Problem description: Everything in the records should be repeated exactly, down to the last character.
○ ○ ○ ○ ○ ○ ○
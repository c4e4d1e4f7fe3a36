/// Hot-reload flow registry using ArcSwap
///
/// Lock-free, atomic updates to the in-memory flow map. Each update swaps the
/// entire registry pointer, so concurrent executions keep running against the
/// snapshot they started with while new runs pick up the fresh definition.

use crate::error::EngineError;
use crate::flow::types::FlowDefinition;
use crate::flow::validation;
use crate::runtime::executor::ExecutorRegistry;
use crate::runtime::scheduler;
use arc_swap::ArcSwap;
use std::{
    collections::HashMap,
    sync::Arc,
};

/// Compiled flow with execution metadata
///
/// Extends the base definition with everything the runtime needs without
/// re-deriving it per tick: the deterministic execution order, the resolved
/// input binding table, and the trigger entry points.
#[derive(Debug, Clone)]
pub struct CompiledFlow {
    pub flow: FlowDefinition,

    /// Deterministic topological execution order, recomputed on every upsert
    pub order: Vec<String>,

    /// (target node id, input slot) -> source node id
    pub bindings: HashMap<(String, usize), String>,

    /// Manual-trigger node ids, consumed by the trigger coordinator
    pub manual_trigger_ids: Vec<String>,

    /// Schedule-trigger nodes: (node id, cron expression)
    pub schedule_triggers: Vec<(String, String)>,
}

impl CompiledFlow {
    /// Validate and compile a flow snapshot into execution-ready form.
    pub fn compile(
        flow: FlowDefinition,
        executors: &ExecutorRegistry,
    ) -> Result<Self, EngineError> {
        validation::validate(&flow, executors)?;
        let order = scheduler::topological_order(&flow.nodes, &flow.edges)?;
        let bindings = validation::resolve_bindings(&flow);

        let mut manual_trigger_ids = Vec::new();
        let mut schedule_triggers = Vec::new();
        for node in &flow.nodes {
            match node.node_type.as_str() {
                "manual_trigger" => manual_trigger_ids.push(node.id.clone()),
                "schedule_trigger" => {
                    let expression = node
                        .config
                        .get("schedule")
                        .and_then(|v| v.as_str())
                        .ok_or_else(|| EngineError::InvalidSchedule {
                            node_id: node.id.clone(),
                            expression: String::new(),
                            reason: "missing `schedule` in node configuration".to_string(),
                        })?;
                    schedule_triggers.push((node.id.clone(), expression.to_string()));
                }
                _ => {}
            }
        }

        Ok(Self {
            flow,
            order,
            bindings,
            manual_trigger_ids,
            schedule_triggers,
        })
    }
}

/// Lock-free flow registry
///
/// The single source of truth for flow definitions the engine knows about.
/// Reads never block; writers clone the map, mutate the clone, and swap.
#[derive(Debug)]
pub struct FlowRegistry {
    flows: ArcSwap<HashMap<String, CompiledFlow>>,
}

impl FlowRegistry {
    pub fn new() -> Self {
        Self {
            flows: ArcSwap::new(Arc::new(HashMap::new())),
        }
    }

    /// Validate, compile, and store a flow definition.
    ///
    /// Rejected definitions leave the registry untouched.
    pub fn upsert(
        &self,
        flow: FlowDefinition,
        executors: &ExecutorRegistry,
    ) -> Result<CompiledFlow, EngineError> {
        let flow_id = flow.id.clone();
        let compiled = CompiledFlow::compile(flow, executors)?;

        let current = self.flows.load();
        let mut next = (**current).clone();
        next.insert(flow_id.clone(), compiled.clone());
        self.flows.store(Arc::new(next));

        tracing::info!("📋 Registered flow: {}", flow_id);
        Ok(compiled)
    }

    /// Get a compiled flow by id (lock-free read).
    pub fn get(&self, flow_id: &str) -> Option<CompiledFlow> {
        self.flows.load().get(flow_id).cloned()
    }

    /// All registered flow ids.
    pub fn list_ids(&self) -> Vec<String> {
        let mut ids: Vec<String> = self.flows.load().keys().cloned().collect();
        ids.sort();
        ids
    }

    /// All registered definitions.
    pub fn list(&self) -> Vec<FlowDefinition> {
        self.flows
            .load()
            .values()
            .map(|compiled| compiled.flow.clone())
            .collect()
    }

    /// Remove a flow. Returns the removed compiled form, if any.
    pub fn remove(&self, flow_id: &str) -> Option<CompiledFlow> {
        let current = self.flows.load();
        let mut next = (**current).clone();
        let removed = next.remove(flow_id);
        if removed.is_some() {
            self.flows.store(Arc::new(next));
            tracing::info!("🗑️ Removed flow from registry: {}", flow_id);
        }
        removed
    }
}

impl Default for FlowRegistry {
    fn default() -> Self {
        Self::new()
    }
}

#[cfg(test)]
mod tests {
    use super::*;
    use crate::flow::types::{Edge, ExecutionMode, Node};
    use serde_json::json;

    fn simple_flow(id: &str) -> FlowDefinition {
        FlowDefinition {
            id: id.to_string(),
            name: "registry test".to_string(),
            nodes: vec![
                Node {
                    id: "fire".to_string(),
                    node_type: "manual_trigger".to_string(),
                    position: json!(null),
                    config: json!({}),
                },
                Node {
                    id: "dbg".to_string(),
                    node_type: "debug".to_string(),
                    position: json!(null),
                    config: json!({}),
                },
            ],
            edges: vec![Edge {
                id: "e1".to_string(),
                source: "fire".to_string(),
                source_slot: 0,
                target: "dbg".to_string(),
                target_slot: 0,
            }],
            mode: ExecutionMode::Manual,
            scan_interval_ms: 1000,
        }
    }

    #[test]
    fn compile_extracts_order_bindings_and_triggers() {
        let executors = ExecutorRegistry::with_builtins();
        let compiled = CompiledFlow::compile(simple_flow("f1"), &executors).unwrap();

        assert_eq!(compiled.order, vec!["fire", "dbg"]);
        assert_eq!(
            compiled.bindings.get(&("dbg".to_string(), 0)),
            Some(&"fire".to_string())
        );
        assert_eq!(compiled.manual_trigger_ids, vec!["fire"]);
        assert!(compiled.schedule_triggers.is_empty());
    }

    #[test]
    fn schedule_trigger_requires_expression() {
        let executors = ExecutorRegistry::with_builtins();
        let mut flow = simple_flow("f1");
        flow.nodes.push(Node {
            id: "cron".to_string(),
            node_type: "schedule_trigger".to_string(),
            position: json!(null),
            config: json!({}),
        });
        assert!(matches!(
            CompiledFlow::compile(flow, &executors),
            Err(EngineError::InvalidSchedule { .. })
        ));
    }

    #[test]
    fn invalid_flow_leaves_registry_untouched() {
        let executors = ExecutorRegistry::with_builtins();
        let registry = FlowRegistry::new();
        registry.upsert(simple_flow("good"), &executors).unwrap();

        let mut bad = simple_flow("bad");
        bad.edges.push(Edge {
            id: "e2".to_string(),
            source: "dbg".to_string(),
            source_slot: 0,
            target: "fire".to_string(),
            target_slot: 0,
        });
        assert!(registry.upsert(bad, &executors).is_err());
        assert_eq!(registry.list_ids(), vec!["good"]);
    }

    #[test]
    fn remove_is_idempotent() {
        let executors = ExecutorRegistry::with_builtins();
        let registry = FlowRegistry::new();
        registry.upsert(simple_flow("f1"), &executors).unwrap();

        assert!(registry.remove("f1").is_some());
        assert!(registry.remove("f1").is_none());
        assert!(registry.list_ids().is_empty());
    }
}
○ ○ ○ ○ ○ ○ ○
Solution for this task:
repository c4e4d1e4f7fe3a36
/// Hot-reload flow registry using ArcSwap
///
/// Lock-free, atomic updates to the in-memory flow map. Each update swaps the
/// entire registry pointer, so concurrent executions keep running against the
/// snapshot they started with while new runs pick up the fresh definition.

use crate::error::EngineError;
use crate::flow::types::FlowDefinition;
use crate::flow::validation;
use crate::runtime::executor::ExecutorRegistry;
use crate::runtime::scheduler;
use arc_swap::ArcSwap;
use std::{
    collections::HashMap,
    sync::Arc,
};

/// Compiled flow with execution metadata
///
/// Extends the base definition with everything the runtime needs without
/// re-deriving it per tick: the deterministic execution order, the resolved
/// input binding table, and the trigger entry points.
#[derive(Debug, Clone)]
pub struct CompiledFlow {
    pub flow: FlowDefinition,

    /// Deterministic topological execution order, recomputed on every upsert
    pub order: Vec<String>,

    /// (target node id, input slot) -> source node id
    pub bindings: HashMap<(String, usize), String>,

    /// Manual-trigger node ids, consumed by the trigger coordinator
    pub manual_trigger_ids: Vec<String>,

    /// Schedule-trigger nodes: (node id, cron expression)
    pub schedule_triggers: Vec<(String, String)>,
}

impl CompiledFlow {
    /// Validate and compile a flow snapshot into execution-ready form.
    pub fn compile(
        flow: FlowDefinition,
        executors: &ExecutorRegistry,
    ) -> Result<Self, EngineError> {
        validation::validate(&flow, executors)?;
        let order = scheduler::topological_order(&flow.nodes, &flow.edges)?;
        let bindings = validation::resolve_bindings(&flow);

        let mut manual_trigger_ids = Vec::new();
        let mut schedule_triggers = Vec::new();
        for node in &flow.nodes {
            match node.node_type.as_str() {
                "manual_trigger" => manual_trigger_ids.push(node.id.clone()),
                "schedule_trigger" => {
                    let expression = node
                        .config
                        .get("schedule")
                        .and_then(|v| v.as_str())
                        .ok_or_else(|| EngineError::InvalidSchedule {
                            node_id: node.id.clone(),
                            expression: String::new(),
                            reason: "missing `schedule` in node configuration".to_string(),
                        })?;
                    schedule_triggers.push((node.id.clone(), expression.to_string()));
                }
                _ => {}
            }
        }

        Ok(Self {
            flow,
            order,
            bindings,
            manual_trigger_ids,
            schedule_triggers,
        })
    }
}

/// Lock-free flow registry
///
/// The single source of truth for flow definitions the engine knows about.
/// Reads never block; writers clone the map, mutate the clone, and swap.
#[derive(Debug)]
pub struct FlowRegistry {
    flows: ArcSwap<HashMap<String, CompiledFlow>>,
}

impl FlowRegistry {
    pub fn new() -> Self {
        Self {
            flows: ArcSwap::new(Arc::new(HashMap::new())),
        }
    }

    /// Validate, compile, and store a flow definition.
    ///
    /// Rejected definitions leave the registry untouched.
    pub fn upsert(
        &self,
        flow: FlowDefinition,
        executors: &ExecutorRegistry,
    ) -> Result<CompiledFlow, EngineError> {
        let flow_id = flow.id.clone();
        let compiled = CompiledFlow::compile(flow, executors)?;

        let current = self.flows.load();
        let mut next = (**current).clone();
        next.insert(flow_id.clone(), compiled.clone());
        self.flows.store(Arc::new(next));

        tracing::info!("📋 Registered flow: {}", flow_id);
        Ok(compiled)
    }

    /// Get a compiled flow by id (lock-free read).
    pub fn get(&self, flow_id: &str) -> Option<CompiledFlow> {
        self.flows.load().get(flow_id).cloned()
    }

    /// All registered flow ids.
    pub fn list_ids(&self) -> Vec<String> {
        let mut ids: Vec<String> = self.flows.load().keys().cloned().collect();
        ids.sort();
        ids
    }

    /// All registered definitions.
    pub fn list(&self) -> Vec<FlowDefinition> {
        self.flows
            .load()
            .values()
            .map(|compiled| compiled.flow.clone())
            .collect()
    }

    /// Remove a flow. Returns the removed compiled form, if any.
    pub fn remove(&self, flow_id: &str) -> Option<CompiledFlow> {
        let current = self.flows.load();
        let mut next = (**current).clone();
        let removed = next.remove(flow_id);
        if removed.is_some() {
            self.flows.store(Arc::new(next));
            tracing::info!("🗑️ Removed flow from registry: {}", flow_id);
        }
        removed
    }
}

impl Default for FlowRegistry {
    fn default() -> Self {
        Self::new()
    }
}

#[cfg(test)]
mod tests {
    use super::*;
    use crate::flow::types::{Edge, ExecutionMode, Node};
    use serde_json::json;

    fn simple_flow(id: &str) -> FlowDefinition {
        FlowDefinition {
            id: id.to_string(),
            name: "registry test".to_string(),
            nodes: vec![
                Node {
                    id: "fire".to_string(),
                    node_type: "manual_trigger".to_string(),
                    position: json!(null),
                    config: json!({}),
                },
                Node {
                    id: "dbg".to_string(),
                    node_type: "debug".to_string(),
                    position: json!(null),
                    config: json!({}),
                },
            ],
            edges: vec![Edge {
                id: "e1".to_string(),
                source: "fire".to_string(),
                source_slot: 0,
                target: "dbg".to_string(),
                target_slot: 0,
            }],
            mode: ExecutionMode::Manual,
            scan_interval_ms: 1000,
        }
    }

    #[test]
    fn compile_extracts_order_bindings_and_triggers() {
        let executors = ExecutorRegistry::with_builtins();
        let compiled = CompiledFlow::compile(simple_flow("f1"), &executors).unwrap();

        assert_eq!(compiled.order, vec!["fire", "dbg"]);
        assert_eq!(
            compiled.bindings.get(&("dbg".to_string(), 0)),
            Some(&"fire".to_string())
        );
        assert_eq!(compiled.manual_trigger_ids, vec!["fire"]);
        assert!(compiled.schedule_triggers.is_empty());
    }

    #[test]
    fn schedule_trigger_requires_expression() {
        let executors = ExecutorRegistry::with_builtins();
        let mut flow = simple_flow("f1");
        flow.nodes.push(Node {
            id: "cron".to_string(),
            node_type: "schedule_trigger".to_string(),
            position: json!(null),
            config: json!({}),
        });
        assert!(matches!(
            CompiledFlow::compile(flow, &executors),
            Err(EngineError::InvalidSchedule { .. })
        ));
    }

    #[test]
    fn invalid_flow_leaves_registry_untouched() {
        let executors = ExecutorRegistry::with_builtins();
        let registry = FlowRegistry::new();
        registry.upsert(simple_flow("good"), &executors).unwrap();

        let mut bad = simple_flow("bad");
        bad.edges.push(Edge {
            id: "e2".to_string(),
            source: "dbg".to_string(),
            source_slot: 0,
            target: "fire".to_string(),
            target_slot: 0,
        });
        assert!(registry.upsert(bad, &executors).is_err());
        assert_eq!(registry.list_ids(), vec!["good"]);
    }

    #[test]
    fn remove_is_idempotent() {
        let executors = ExecutorRegistry::with_builtins();
        let registry = FlowRegistry::new();
        registry.upsert(simple_flow("f1"), &executors).unwrap();

        assert!(registry.remove("f1").is_some());
        assert!(registry.remove("f1").is_none());
        assert!(registry.list_ids().is_empty());
    }
}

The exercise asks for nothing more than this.